* WHAT THE EXERCISE ASKS
Locate every line in the material below that has the word "message". Copy each of those lines.

* DATA TO PROCESS
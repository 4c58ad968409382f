#![allow(dead_code)]

use std::sync::atomic::{AtomicU32, AtomicUsize, Ordering};
use std::sync::{Arc, Mutex};
use std::time::Duration;

use async_trait::async_trait;
use ethers::types::{Address, H256, U256};

use phrs_register::{
    CommitmentRequest, ProtocolConfig, RegistrarClient, RentPrice, TaskError, TxConfirmation,
};

pub const VALID_KEY: &str = "4c0883a69102937d6231471b5dbb6204fe5129617082792ae468d01a3f362318";

pub fn protocol_fixture(commitment_age: Duration) -> ProtocolConfig {
    ProtocolConfig {
        controller: Address::repeat_byte(0xc0),
        resolver: Address::zero(),
        duration: U256::from(31_536_000u64),
        reverse_record: true,
        fuses: 0,
        gas_price: U256::from(2_000_000_000u64),
        receipt_timeout: Duration::from_secs(120),
        commitment_age,
        tld: "phrs".to_string(),
    }
}

/// Tracks how many tasks sit between their first and last chain call.
#[derive(Default)]
pub struct ConcurrencyProbe {
    pub active: AtomicUsize,
    pub peak: AtomicUsize,
}

impl ConcurrencyProbe {
    pub fn enter(&self) {
        let now = self.active.fetch_add(1, Ordering::SeqCst) + 1;
        self.peak.fetch_max(now, Ordering::SeqCst);
    }

    pub fn exit(&self) {
        self.active.fetch_sub(1, Ordering::SeqCst);
    }
}

/// Scriptable stand-in for the chain: records every call and can fail a
/// configured number of commit transactions with a given error message.
#[derive(Default)]
pub struct MockRegistrar {
    pub owner: Address,
    pub calls: Mutex<Vec<&'static str>>,
    pub commitment_secrets: Mutex<Vec<[u8; 32]>>,
    pub register_secrets: Mutex<Vec<[u8; 32]>>,
    pub register_values: Mutex<Vec<U256>>,
    pub commit_failures: AtomicU32,
    pub commit_error: String,
    pub work_delay: Duration,
    pub probe: Option<Arc<ConcurrencyProbe>>,
}

impl MockRegistrar {
    pub fn new() -> Self {
        Self::default()
    }

    pub fn with_owner(owner: Address) -> Self {
        Self {
            owner,
            ..Default::default()
        }
    }

    pub fn failing_commits(count: u32, error: &str) -> Self {
        Self {
            commit_failures: AtomicU32::new(count),
            commit_error: error.to_string(),
            ..Default::default()
        }
    }
}

#[async_trait]
impl RegistrarClient for MockRegistrar {
    fn owner(&self) -> Address {
        self.owner
    }

    async fn make_commitment(&self, request: &CommitmentRequest) -> Result<H256, TaskError> {
        if let Some(probe) = &self.probe {
            probe.enter();
        }
        self.calls.lock().unwrap().push("makeCommitment");
        self.commitment_secrets.lock().unwrap().push(request.secret);
        Ok(request.commitment_hash())
    }

    async fn commit(&self, _commitment: H256) -> Result<TxConfirmation, TaskError> {
        self.calls.lock().unwrap().push("commit");
        if !self.work_delay.is_zero() {
            tokio::time::sleep(self.work_delay).await;
        }
        if self.commit_failures.load(Ordering::SeqCst) > 0 {
            self.commit_failures.fetch_sub(1, Ordering::SeqCst);
            if let Some(probe) = &self.probe {
                probe.exit();
            }
            return Err(TaskError::Transaction {
                phase: "commit",
                message: self.commit_error.clone(),
            });
        }
        Ok(TxConfirmation {
            tx_hash: H256::repeat_byte(0x01),
            gas_used: U256::from(46_000u64),
        })
    }

    async fn rent_price(&self, _label: &str, _duration: U256) -> Result<RentPrice, TaskError> {
        self.calls.lock().unwrap().push("rentPrice");
        Ok(RentPrice {
            base: U256::from(10u64),
            premium: U256::from(2u64),
        })
    }

    async fn register(
        &self,
        request: &CommitmentRequest,
        value: U256,
    ) -> Result<TxConfirmation, TaskError> {
        self.calls.lock().unwrap().push("register");
        self.register_secrets.lock().unwrap().push(request.secret);
        self.register_values.lock().unwrap().push(value);
        if let Some(probe) = &self.probe {
            probe.exit();
        }
        Ok(TxConfirmation {
            tx_hash: H256::repeat_byte(0x02),
            gas_used: U256::from(280_000u64),
        })
    }
}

* THE COMPLETED TASK
/// configured number of commit transactions with a given error message.
                message: self.commit_error.clone(),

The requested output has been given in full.